The most difficult form of the condition to treat, says Gottesman, is vascular EDS, in which blood vessels and internal organs are weakened and prone to sudden ruptures.
In these cases, the condition is more than disabling, it can be fatal. On average, those with vascular EDS don't live past age 40 and repeated ruptures in their blood vessels or internal organs result in emergency operations, says Dr.
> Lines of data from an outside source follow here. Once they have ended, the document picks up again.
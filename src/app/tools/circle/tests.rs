use super::super::common::testing::Harness;
use super::super::{ConstructionTool, ToolAction};
use super::*;
use crate::core::Vector;
use crate::geometry::{CircleData, EntityData, LineData};
use approx::assert_abs_diff_eq;

fn committed_circle(h: &Harness) -> CircleData {
    match h.entities().pop() {
        Some(EntityData::Circle(c)) => c,
        other => panic!("Kreis erwartet, erhalten: {:?}", other),
    }
}

// ── Kreis tangential durch 2 Punkte ─────────────────────────────────

#[test]
fn test_tan1_2p_circle_touches_and_passes_points() {
    let mut h = Harness::new();
    h.add(CircleData::new(Vector::ZERO, 5.0));
    let mut tool = CircleTan1_2PTool::new();
    assert!(tool.picks_entities());

    assert_eq!(h.click(&mut tool, 5.0, 0.5), ToolAction::Continue);
    assert_eq!(h.drawing.highlighted().len(), 1, "Kurve hervorgehoben");
    assert!(!tool.picks_entities());
    h.click(&mut tool, 0.0, 8.0);
    let action = h.click(&mut tool, 8.0, 0.0);
    if action == ToolAction::Continue {
        assert_eq!(tool.status, CircleTan1_2PStatus::SetCenter);
        assert!(tool.centers.len() >= 2);
        assert_eq!(h.click(&mut tool, 10.0, 10.0), ToolAction::Committed);
    } else {
        assert_eq!(action, ToolAction::Committed);
    }

    let circle = committed_circle(&h);
    let p0 = Vector::new(0.0, 8.0);
    let p1 = Vector::new(8.0, 0.0);
    assert_abs_diff_eq!(circle.center.distance_to(p0), circle.radius, epsilon = 1e-6);
    assert_abs_diff_eq!(circle.center.distance_to(p1), circle.radius, epsilon = 1e-6);
    let d = circle.center.distance_to(Vector::ZERO);
    let touches = (d - (5.0 + circle.radius)).abs() < 1e-6 || (d - (circle.radius - 5.0).abs()).abs() < 1e-6;
    assert!(touches, "Kreis berührt den Ausgangskreis");
    assert!(h.drawing.highlighted().is_empty(), "Hervorhebung aufgehoben");
    assert!(tool.is_initial());
}

#[test]
fn test_tan1_2p_ignores_empty_space_and_backs_out() {
    let mut h = Harness::new();
    h.add(LineData::new(Vector::ZERO, Vector::new(10.0, 0.0)));
    let mut tool = CircleTan1_2PTool::new();
    assert_eq!(h.click(&mut tool, 5.0, 30.0), ToolAction::Ignored);

    h.click(&mut tool, 5.0, 0.2);
    assert_eq!(h.back(&mut tool), ToolAction::Continue);
    assert!(h.drawing.highlighted().is_empty(), "Zurück hebt Auswahl auf");
    assert_eq!(h.back(&mut tool), ToolAction::Finished);
}

// ── Kreis in 3 Linien ───────────────────────────────────────────────

fn triangle(h: &mut Harness) {
    h.add(LineData::new(Vector::ZERO, Vector::new(10.0, 0.0)));
    h.add(LineData::new(Vector::ZERO, Vector::new(0.0, 10.0)));
    h.add(LineData::new(Vector::new(10.0, 0.0), Vector::new(0.0, 10.0)));
}

#[test]
fn test_inscribe_picks_incircle_near_cursor() {
    let mut h = Harness::new();
    triangle(&mut h);
    let mut tool = CircleInscribeTool::new();
    h.click(&mut tool, 5.0, 0.2);
    h.click(&mut tool, 0.2, 5.0);
    assert_eq!(tool.status(), CircleInscribeStatus::SetLine3);

    h.move_to(&mut tool, 5.2, 5.0);
    assert_eq!(tool.preview().entities.len(), 1, "Vorschau des Kreises");
    assert_eq!(h.click(&mut tool, 5.2, 5.0), ToolAction::Committed);

    let circle = committed_circle(&h);
    let r = 10.0 - 5.0 * 2f64.sqrt();
    assert_abs_diff_eq!(circle.radius, r, epsilon = 1e-9);
    assert_abs_diff_eq!(circle.center.x, r, epsilon = 1e-9);
    assert!(h.drawing.highlighted().is_empty());
    assert!(tool.is_initial());
}

#[test]
fn test_inscribe_rejects_same_line_twice() {
    let mut h = Harness::new();
    triangle(&mut h);
    let mut tool = CircleInscribeTool::new();
    h.click(&mut tool, 5.0, 0.2);
    assert_eq!(h.click(&mut tool, 6.0, 0.1), ToolAction::Ignored);
    assert_eq!(tool.picks.len(), 1);

    assert_eq!(h.back(&mut tool), ToolAction::Continue);
    assert!(h.drawing.highlighted().is_empty());
    assert_eq!(h.back(&mut tool), ToolAction::Finished);
}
James Black, associate professor of surgery at Johns Hopkins.
Traditionally, surgeons have shied away from pre-emptive surgery in these cases, waiting for a rupture to strike before operating, but Black has had some success with earlier interventions with grafts.
When Sanders started the Ehlers-Danlos Syndrom Network, there was barely any research being done on this disorder, despite the fact that it affects as many as one in every 10,000 people.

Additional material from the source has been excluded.